Data records |
//! # Record Schemas and Leaf Encodings
//!
//! A record is a JSON object. A `RecordSchema` names which of its fields
//! are committed, in which order, with which type, and whether they are
//! packed (`abi.encodePacked`) or word-aligned (`abi.encode`).
//!
//! `LeafEncoding` adds the hash algorithm and leaf scheme. Together they
//! fully determine how a record becomes a leaf digest, so this is the
//! structure published next to every root.
//!
//! ## Built-in Presets
//!
//! | Preset       | Fields                         | Packing  | Leaf   |
//! |--------------|--------------------------------|----------|--------|
//! | `addresses`  | address                        | packed   | single |
//! | `allocation` | address, amount (uint256)      | packed   | single |
//! | `whitelist`  | index (uint256), address       | standard | double |

use std::fmt;
use std::str::FromStr;

use serde::{Deserialize, Serialize};
use serde_json::Value;

use crate::digest::{decode_fixed_hex, Digest, HashAlgorithm};
use crate::error::EncodingError;
use crate::field::{describe, Address, FieldValue, Uint256};

/// A record as it arrives from a snapshot: field name to JSON value.
pub type Record = serde_json::Map<String, Value>;

/// Declared type of a record field.
#[derive(Debug, Clone, Copy, PartialEq, Eq, Hash, Serialize, Deserialize)]
#[serde(rename_all = "lowercase")]
pub enum FieldType {
    /// 20-byte Ethereum address.
    Address,
    /// Unsigned 256-bit integer, big-endian.
    Uint256,
    /// Opaque 32-byte word.
    Bytes32,
}

impl FieldType {
    /// Returns the Solidity type name.
    pub fn as_str(&self) -> &'static str {
        match self {
            Self::Address => "address",
            Self::Uint256 => "uint256",
            Self::Bytes32 => "bytes32",
        }
    }

    /// Parse and width-check a JSON value as this type.
    pub fn parse(&self, value: &Value) -> Result<FieldValue, EncodingError> {
        match self {
            Self::Address => Address::from_json(value).map(FieldValue::Address),
            Self::Uint256 => Uint256::from_json(value).map(FieldValue::Uint256),
            Self::Bytes32 => match value {
                Value::String(s) => decode_fixed_hex::<32>(s)
                    .map(|b| FieldValue::Bytes32(Digest::new(b))),
                other => Err(EncodingError::UnexpectedValue {
                    expected: "bytes32",
                    found: describe(other),
                }),
            },
        }
    }
}

impl fmt::Display for FieldType {
    fn fmt(&self, f: &mut fmt::Formatter<'_>) -> fmt::Result {
        f.write_str(self.as_str())
    }
}

/// How field encodings are concatenated.
#[derive(Debug, Clone, Copy, Default, PartialEq, Eq, Hash, Serialize, Deserialize)]
#[serde(rename_all = "lowercase")]
pub enum Packing {
    /// Each field at its natural width (`abi.encodePacked`).
    #[default]
    Packed,
    /// Each field left-padded to a 32-byte word (`abi.encode`).
    Standard,
}

/// How a leaf digest is derived from encoded record bytes.
#[derive(Debug, Clone, Copy, PartialEq, Eq, Hash, Serialize, Deserialize)]
#[serde(rename_all = "lowercase")]
pub enum LeafScheme {
    /// `leaf = hash(encode(record))`.
    Single,
    /// `leaf = hash(hash(encode(record)))`. Keeps leaf preimages out of the
    /// 64-byte internal-node domain.
    Double,
}

impl LeafScheme {
    /// Returns the scheme identifier string.
    pub fn as_str(&self) -> &'static str {
        match self {
            Self::Single => "single",
            Self::Double => "double",
        }
    }
}

impl fmt::Display for LeafScheme {
    fn fmt(&self, f: &mut fmt::Formatter<'_>) -> fmt::Result {
        f.write_str(self.as_str())
    }
}

impl FromStr for LeafScheme {
    type Err = String;

    fn from_str(s: &str) -> Result<Self, Self::Err> {
        match s.trim().to_ascii_lowercase().as_str() {
            "single" => Ok(Self::Single),
            "double" => Ok(Self::Double),
            other => Err(format!(
                "unknown leaf scheme {other:?} (expected single or double)"
            )),
        }
    }
}

/// One named, typed field of a record schema.
#[derive(Debug, Clone, PartialEq, Eq, Hash, Serialize, Deserialize)]
pub struct FieldSpec {
    /// Key of the field in the JSON record.
    pub name: String,
    /// Declared type.
    #[serde(rename = "type")]
    pub ty: FieldType,
}

impl FieldSpec {
    /// Create a field spec.
    pub fn new(name: impl Into<String>, ty: FieldType) -> Self {
        Self {
            name: name.into(),
            ty,
        }
    }
}

/// Ordered field layout of the records committed to by one tree.
#[derive(Debug, Clone, PartialEq, Eq, Hash, Serialize, Deserialize)]
pub struct RecordSchema {
    /// Concatenation mode.
    #[serde(default)]
    pub packing: Packing,
    /// Fields in encoding order.
    pub fields: Vec<FieldSpec>,
}

impl RecordSchema {
    /// Create a schema from a packing mode and ordered fields.
    pub fn new(packing: Packing, fields: Vec<FieldSpec>) -> Self {
        Self { packing, fields }
    }

    /// Extract and type-check every schema field of `record`, in schema order.
    ///
    /// Keys not named by the schema are ignored.
    pub fn parse_record(&self, record: &Record) -> Result<Vec<FieldValue>, EncodingError> {
        self.fields
            .iter()
            .map(|field| {
                let value = record
                    .get(&field.name)
                    .ok_or_else(|| EncodingError::MissingField(field.name.clone()))?;
                field.ty.parse(value).map_err(|e| e.in_field(&field.name))
            })
            .collect()
    }
}

/// Named record layouts reproducing the classic airdrop generators.
#[derive(Debug, Clone, Copy, PartialEq, Eq, Hash, Serialize, Deserialize)]
#[serde(rename_all = "lowercase")]
pub enum SchemaPreset {
    /// A bare participant list.
    Addresses,
    /// `(address, uint256 amount)` token allocations.
    Allocation,
    /// `(uint256 index, address)` mint whitelist.
    Whitelist,
}

impl SchemaPreset {
    /// Returns the preset identifier string.
    pub fn as_str(&self) -> &'static str {
        match self {
            Self::Addresses => "addresses",
            Self::Allocation => "allocation",
            Self::Whitelist => "whitelist",
        }
    }

    /// The field layout of this preset.
    pub fn schema(&self) -> RecordSchema {
        match self {
            Self::Addresses => RecordSchema::new(
                Packing::Packed,
                vec![FieldSpec::new("address", FieldType::Address)],
            ),
            Self::Allocation => RecordSchema::new(
                Packing::Packed,
                vec![
                    FieldSpec::new("address", FieldType::Address),
                    FieldSpec::new("amount", FieldType::Uint256),
                ],
            ),
            Self::Whitelist => RecordSchema::new(
                Packing::Standard,
                vec![
                    FieldSpec::new("index", FieldType::Uint256),
                    FieldSpec::new("address", FieldType::Address),
                ],
            ),
        }
    }

    /// The leaf scheme the preset uses unless told otherwise.
    pub fn default_leaf_scheme(&self) -> LeafScheme {
        match self {
            Self::Addresses | Self::Allocation => LeafScheme::Single,
            Self::Whitelist => LeafScheme::Double,
        }
    }
}

impl fmt::Display for SchemaPreset {
    fn fmt(&self, f: &mut fmt::Formatter<'_>) -> fmt::Result {
        f.write_str(self.as_str())
    }
}

impl FromStr for SchemaPreset {
    type Err = String;

    fn from_str(s: &str) -> Result<Self, Self::Err> {
        match s.trim().to_ascii_lowercase().as_str() {
            "addresses" => Ok(Self::Addresses),
            "allocation" => Ok(Self::Allocation),
            "whitelist" => Ok(Self::Whitelist),
            other => Err(format!(
                "unknown schema preset {other:?} (expected addresses, allocation, or whitelist)"
            )),
        }
    }
}

/// Everything a verifier needs to recompute a leaf from raw record fields.
#[derive(Debug, Clone, PartialEq, Eq, Hash, Serialize, Deserialize)]
pub struct LeafEncoding {
    /// Hash algorithm for leaves and nodes.
    #[serde(default)]
    pub hash: HashAlgorithm,
    /// Single or double leaf hashing.
    pub leaf: LeafScheme,
    /// Record layout.
    #[serde(flatten)]
    pub schema: RecordSchema,
}

impl LeafEncoding {
    /// Create an encoding from its parts.
    pub fn new(hash: HashAlgorithm, leaf: LeafScheme, schema: RecordSchema) -> Self {
        Self { hash, leaf, schema }
    }

    /// A preset with its default leaf scheme and Keccak-256.
    pub fn preset(preset: SchemaPreset) -> Self {
        Self::new(
            HashAlgorithm::default(),
            preset.default_leaf_scheme(),
            preset.schema(),
        )
    }
}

Your goal |
Print, please, the lines from the first line of the material through the line that contains "Self::Bytes32 => match", exactly as written and with nothing added.

Output of the task |
//! # Record Schemas and Leaf Encodings
//!
//! A record is a JSON object. A `RecordSchema` names which of its fields
//! are committed, in which order, with which type, and whether they are
//! packed (`abi.encodePacked`) or word-aligned (`abi.encode`).
//!
//! `LeafEncoding` adds the hash algorithm and leaf scheme. Together they
//! fully determine how a record becomes a leaf digest, so this is the
//! structure published next to every root.
//!
//! ## Built-in Presets
//!
//! | Preset       | Fields                         | Packing  | Leaf   |
//! |--------------|--------------------------------|----------|--------|
//! | `addresses`  | address                        | packed   | single |
//! | `allocation` | address, amount (uint256)      | packed   | single |
//! | `whitelist`  | index (uint256), address       | standard | double |

use std::fmt;
use std::str::FromStr;

use serde::{Deserialize, Serialize};
use serde_json::Value;

use crate::digest::{decode_fixed_hex, Digest, HashAlgorithm};
use crate::error::EncodingError;
use crate::field::{describe, Address, FieldValue, Uint256};

/// A record as it arrives from a snapshot: field name to JSON value.
pub type Record = serde_json::Map<String, Value>;

/// Declared type of a record field.
#[derive(Debug, Clone, Copy, PartialEq, Eq, Hash, Serialize, Deserialize)]
#[serde(rename_all = "lowercase")]
pub enum FieldType {
    /// 20-byte Ethereum address.
    Address,
    /// Unsigned 256-bit integer, big-endian.
    Uint256,
    /// Opaque 32-byte word.
    Bytes32,
}

impl FieldType {
    /// Returns the Solidity type name.
    pub fn as_str(&self) -> &'static str {
        match self {
            Self::Address => "address",
            Self::Uint256 => "uint256",
            Self::Bytes32 => "bytes32",
        }
    }

    /// Parse and width-check a JSON value as this type.
    pub fn parse(&self, value: &Value) -> Result<FieldValue, EncodingError> {
        match self {
            Self::Address => Address::from_json(value).map(FieldValue::Address),
            Self::Uint256 => Uint256::from_json(value).map(FieldValue::Uint256),
            Self::Bytes32 => match value {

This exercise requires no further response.